### Exercise details:
Every line of the records below that holds the word "encode" belongs in the answer.

### Dataset entries:
....................

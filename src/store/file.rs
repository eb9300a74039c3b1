use std::collections::BTreeMap;
use std::fs;
use std::path::{Path, PathBuf};

use aes_gcm::aead::{Aead, KeyInit};
use aes_gcm::{Aes256Gcm, Nonce};
use argon2::Argon2;
use base64::engine::general_purpose::STANDARD as BASE64;
use base64::Engine as _;
use chrono::{DateTime, Utc};
use log::debug;
use rand::RngCore;
use serde::{Deserialize, Serialize};
use zeroize::Zeroizing;

use super::{parse_leaf, CertificateEntry, EntryMetadata, StoreError};

// Version 1 stretched the password with an iterated-SHA-256 loop; version 2
// switched to Argon2id and is not backward compatible.
const STORE_VERSION: u32 = 2;
const SALT_LEN: usize = 16;
const NONCE_LEN: usize = 12;

/// On-disk envelope: everything below `ciphertext` is encrypted with the
/// store password.
#[derive(Serialize, Deserialize)]
struct StoreDocument {
    version: u32,
    salt: String,
    nonce: String,
    ciphertext: String,
}

#[derive(Serialize, Deserialize, Clone)]
struct EntryRecord {
    key_salt: String,
    key_nonce: String,
    key_ciphertext: String,
    chain_pem: Vec<String>,
    issuer: String,
    not_before: DateTime<Utc>,
    not_after: DateTime<Utc>,
    sans: Vec<String>,
}

/// File-backed, password-protected alias -> credential map.
///
/// `persist` is atomic: the document is written to a sibling temp file and
/// renamed over the previous version, so a failed write never leaves a torn
/// store behind and the in-memory map stays authoritative.
pub struct CredentialStore {
    path: PathBuf,
    password: Zeroizing<String>,
    entries: BTreeMap<String, EntryRecord>,
}

impl CredentialStore {
    /// Opens the store at `path`, creating an empty one when the file does
    /// not exist yet. A present but undecodable file is `Corrupt`; a present
    /// file that does not decrypt is `BadPassword`.
    pub fn load(path: impl Into<PathBuf>, password: &str) -> Result<Self, StoreError> {
        let path = path.into();
        let mut store = Self {
            path,
            password: Zeroizing::new(password.to_string()),
            entries: BTreeMap::new(),
        };

        if !store.path.exists() {
            debug!(
                "[store] no store file at {}, starting empty",
                store.path.display()
            );
            return Ok(store);
        }

        let raw = fs::read(&store.path)?;
        let document: StoreDocument = serde_json::from_slice(&raw)
            .map_err(|err| StoreError::Corrupt(format!("unreadable store document: {err}")))?;
        if document.version != STORE_VERSION {
            return Err(StoreError::Corrupt(format!(
                "unsupported store version {}",
                document.version
            )));
        }

        let salt = decode_field(&document.salt, "salt")?;
        let nonce = decode_field(&document.nonce, "nonce")?;
        let ciphertext = decode_field(&document.ciphertext, "ciphertext")?;
        if nonce.len() != NONCE_LEN {
            return Err(StoreError::Corrupt("bad nonce length".into()));
        }

        let plaintext = decrypt(password, &salt, &nonce, &ciphertext)?;
        store.entries = serde_json::from_slice(&plaintext)
            .map_err(|err| StoreError::Corrupt(format!("unreadable entry table: {err}")))?;
        debug!(
            "[store] loaded {} entries from {}",
            store.entries.len(),
            store.path.display()
        );
        Ok(store)
    }

    pub fn path(&self) -> &Path {
        &self.path
    }

    pub fn contains(&self, alias: &str) -> bool {
        self.entries.contains_key(alias)
    }

    pub fn aliases(&self) -> Vec<String> {
        self.entries.keys().cloned().collect()
    }

    /// Non-secret metadata for one alias; no key password required.
    pub fn entry_metadata(&self, alias: &str) -> Option<EntryMetadata> {
        self.entries.get(alias).map(|record| EntryMetadata {
            alias: alias.to_string(),
            issuer: record.issuer.clone(),
            not_before: record.not_before,
            not_after: record.not_after,
            sans: record.sans.clone(),
        })
    }

    /// Decrypts and returns the credential stored under `alias`.
    pub fn get(
        &self,
        alias: &str,
        key_password: &str,
    ) -> Result<Option<CertificateEntry>, StoreError> {
        let Some(record) = self.entries.get(alias) else {
            return Ok(None);
        };
        let key_salt = decode_field(&record.key_salt, "key salt")?;
        let key_nonce = decode_field(&record.key_nonce, "key nonce")?;
        let key_ciphertext = decode_field(&record.key_ciphertext, "key ciphertext")?;
        let key_bytes = decrypt(key_password, &key_salt, &key_nonce, &key_ciphertext)?;
        let key_pem = String::from_utf8(key_bytes)
            .map_err(|_| StoreError::Corrupt("stored private key is not valid UTF-8".into()))?;

        Ok(Some(CertificateEntry {
            alias: alias.to_string(),
            key_pem: Zeroizing::new(key_pem),
            chain_pem: record.chain_pem.clone(),
            issuer: record.issuer.clone(),
            not_before: record.not_before,
            not_after: record.not_after,
            sans: record.sans.clone(),
        }))
    }

    /// Stores a credential under `alias`, replacing any previous entry.
    /// Certificate metadata is captured from the chain's leaf at this point.
    pub fn put(
        &mut self,
        alias: &str,
        key_pem: &str,
        chain_pem: &[String],
        key_password: &str,
    ) -> Result<(), StoreError> {
        let leaf = chain_pem
            .first()
            .ok_or_else(|| StoreError::Corrupt("empty certificate chain".into()))?;
        let info = parse_leaf(leaf)?;

        let (key_salt, key_nonce, key_ciphertext) = encrypt(key_password, key_pem.as_bytes())?;
        let record = EntryRecord {
            key_salt,
            key_nonce,
            key_ciphertext,
            chain_pem: chain_pem.to_vec(),
            issuer: info.issuer,
            not_before: info.not_before,
            not_after: info.not_after,
            sans: info.sans,
        };
        self.entries.insert(alias.to_string(), record);
        Ok(())
    }

    /// Removes `alias` from the in-memory store. Returns whether an entry
    /// was present.
    pub fn delete(&mut self, alias: &str) -> bool {
        self.entries.remove(alias).is_some()
    }

    /// Writes the store to disk. Either the file is fully replaced or the
    /// previous version stays intact.
    pub fn persist(&self) -> Result<(), StoreError> {
        let plaintext = serde_json::to_vec(&self.entries)
            .map_err(|err| StoreError::Unavailable(format!("serialize entries: {err}")))?;
        let (salt, nonce, ciphertext) = encrypt(&self.password, &plaintext)?;
        let document = StoreDocument {
            version: STORE_VERSION,
            salt,
            nonce,
            ciphertext,
        };
        let body = serde_json::to_vec_pretty(&document)
            .map_err(|err| StoreError::Unavailable(format!("serialize document: {err}")))?;

        if let Some(parent) = self.path.parent() {
            if !parent.as_os_str().is_empty() {
                fs::create_dir_all(parent)?;
            }
        }
        let tmp = self.path.with_extension("tmp");
        fs::write(&tmp, &body)?;
        fs::rename(&tmp, &self.path)?;
        debug!(
            "[store] persisted {} entries to {}",
            self.entries.len(),
            self.path.display()
        );
        Ok(())
    }
}

fn decode_field(value: &str, what: &str) -> Result<Vec<u8>, StoreError> {
    BASE64
        .decode(value)
        .map_err(|err| StoreError::Corrupt(format!("undecodable {what}: {err}")))
}

fn derive_key(password: &str, salt: &[u8]) -> Result<Zeroizing<[u8; 32]>, StoreError> {
    let mut key = Zeroizing::new([0u8; 32]);
    Argon2::default()
        .hash_password_into(password.as_bytes(), salt, &mut *key)
        .map_err(|err| StoreError::Unavailable(format!("key derivation: {err}")))?;
    Ok(key)
}

fn encrypt(password: &str, plaintext: &[u8]) -> Result<(String, String, String), StoreError> {
    let mut salt = [0u8; SALT_LEN];
    let mut nonce = [0u8; NONCE_LEN];
    rand::thread_rng().fill_bytes(&mut salt);
    rand::thread_rng().fill_bytes(&mut nonce);

    let key = derive_key(password, &salt)?;
    let cipher = Aes256Gcm::new_from_slice(key.as_ref())
        .map_err(|err| StoreError::Unavailable(format!("cipher init: {err}")))?;
    let ciphertext = cipher
        .encrypt(Nonce::from_slice(&nonce), plaintext)
        .map_err(|_| StoreError::Unavailable("encryption failed".into()))?;

    Ok((
        BASE64.encode(salt),
        BASE64.encode(nonce),
        BASE64.encode(ciphertext),
    ))
}

fn decrypt(
    password: &str,
    salt: &[u8],
    nonce: &[u8],
    ciphertext: &[u8],
) -> Result<Vec<u8>, StoreError> {
    let key = derive_key(password, salt)?;
    let cipher = Aes256Gcm::new_from_slice(key.as_ref())
        .map_err(|err| StoreError::Unavailable(format!("cipher init: {err}")))?;
    // An authentication failure here means the password does not match.
    cipher
        .decrypt(Nonce::from_slice(nonce), ciphertext)
        .map_err(|_| StoreError::BadPassword)
}

#[cfg(test)]
mod tests {
    use super::*;
    use tempfile::TempDir;

    fn sample_credential(domain: &str) -> (String, String) {
        let params = rcgen::CertificateParams::new(vec![domain.to_string()]).unwrap();
        let key = rcgen::KeyPair::generate().unwrap();
        let cert = params.self_signed(&key).unwrap();
        (key.serialize_pem(), cert.pem())
    }

    fn store_path(dir: &TempDir) -> PathBuf {
        dir.path().join("credentials.store")
    }

    #[test]
    fn missing_file_starts_empty() {
        let dir = TempDir::new().unwrap();
        let store = CredentialStore::load(store_path(&dir), "secret").unwrap();
        assert!(store.aliases().is_empty());
    }

    #[test]
    fn put_persist_load_roundtrip() {
        let dir = TempDir::new().unwrap();
        let (key_pem, cert_pem) = sample_credential("example.com");

        let mut store = CredentialStore::load(store_path(&dir), "store-pw").unwrap();
        store
            .put("example", &key_pem, &[cert_pem.clone()], "key-pw")
            .unwrap();
        store.persist().unwrap();

        let reloaded = CredentialStore::load(store_path(&dir), "store-pw").unwrap();
        let entry = reloaded.get("example", "key-pw").unwrap().unwrap();
        assert_eq!(*entry.key_pem, key_pem);
        assert_eq!(entry.chain_pem, vec![cert_pem]);
        assert_eq!(entry.sans, vec!["example.com"]);
    }

    #[test]
    fn wrong_store_password_is_rejected() {
        let dir = TempDir::new().unwrap();
        let (key_pem, cert_pem) = sample_credential("example.com");
        let mut store = CredentialStore::load(store_path(&dir), "right").unwrap();
        store.put("example", &key_pem, &[cert_pem], "kp").unwrap();
        store.persist().unwrap();

        let result = CredentialStore::load(store_path(&dir), "wrong");
        assert!(matches!(result, Err(StoreError::BadPassword)));
    }

    #[test]
    fn wrong_key_password_is_rejected() {
        let dir = TempDir::new().unwrap();
        let (key_pem, cert_pem) = sample_credential("example.com");
        let mut store = CredentialStore::load(store_path(&dir), "store-pw").unwrap();
        store.put("example", &key_pem, &[cert_pem], "right").unwrap();

        let result = store.get("example", "wrong");
        assert!(matches!(result, Err(StoreError::BadPassword)));
    }

    #[test]
    fn corrupt_file_is_reported() {
        let dir = TempDir::new().unwrap();
        let path = store_path(&dir);
        fs::write(&path, b"not a store document").unwrap();
        let result = CredentialStore::load(&path, "pw");
        assert!(matches!(result, Err(StoreError::Corrupt(_))));
    }

    #[test]
    fn put_replaces_previous_entry_for_alias() {
        let dir = TempDir::new().unwrap();
        let (key_one, cert_one) = sample_credential("one.example.com");
        let (key_two, cert_two) = sample_credential("two.example.com");

        let mut store = CredentialStore::load(store_path(&dir), "pw").unwrap();
        store.put("live", &key_one, &[cert_one], "kp").unwrap();
        store.put("live", &key_two, &[cert_two], "kp").unwrap();

        assert_eq!(store.aliases(), vec!["live".to_string()]);
        let entry = store.get("live", "kp").unwrap().unwrap();
        assert_eq!(entry.sans, vec!["two.example.com"]);
    }

    #[test]
    fn delete_removes_entry() {
        let dir = TempDir::new().unwrap();
        let (key_pem, cert_pem) = sample_credential("example.com");
        let mut store = CredentialStore::load(store_path(&dir), "pw").unwrap();
        store.put("example", &key_pem, &[cert_pem], "kp").unwrap();

        assert!(store.delete("example"));
        assert!(!store.delete("example"));
        assert!(store.get("example", "kp").unwrap().is_none());
    }

    #[test]
    fn metadata_does_not_need_key_password() {
        let dir = TempDir::new().unwrap();
        let (key_pem, cert_pem) = sample_credential("example.com");
        let mut store = CredentialStore::load(store_path(&dir), "pw").unwrap();
        store.put("example", &key_pem, &[cert_pem], "kp").unwrap();

        let meta = store.entry_metadata("example").unwrap();
        assert_eq!(meta.sans, vec!["example.com"]);
        assert!(meta.not_after > meta.not_before);
    }

    #[test]
    fn unsupported_store_version_is_rejected() {
        let dir = TempDir::new().unwrap();
        let path = store_path(&dir);
        let document = serde_json::json!({
            "version": 1,
            "salt": "",
            "nonce": "",
            "ciphertext": "",
        });
        fs::write(&path, serde_json::to_vec(&document).unwrap()).unwrap();
        let result = CredentialStore::load(&path, "pw");
        assert!(matches!(result, Err(StoreError::Corrupt(_))));
    }

    #[test]
    fn empty_chain_is_rejected() {
        let dir = TempDir::new().unwrap();
        let (key_pem, _) = sample_credential("example.com");
        let mut store = CredentialStore::load(store_path(&dir), "pw").unwrap();
        let result = store.put("example", &key_pem, &[], "kp");
        assert!(matches!(result, Err(StoreError::Corrupt(_))));
    }
}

....................

### Answer area:
        BASE64.encode(salt),
        BASE64.encode(nonce),
        BASE64.encode(ciphertext),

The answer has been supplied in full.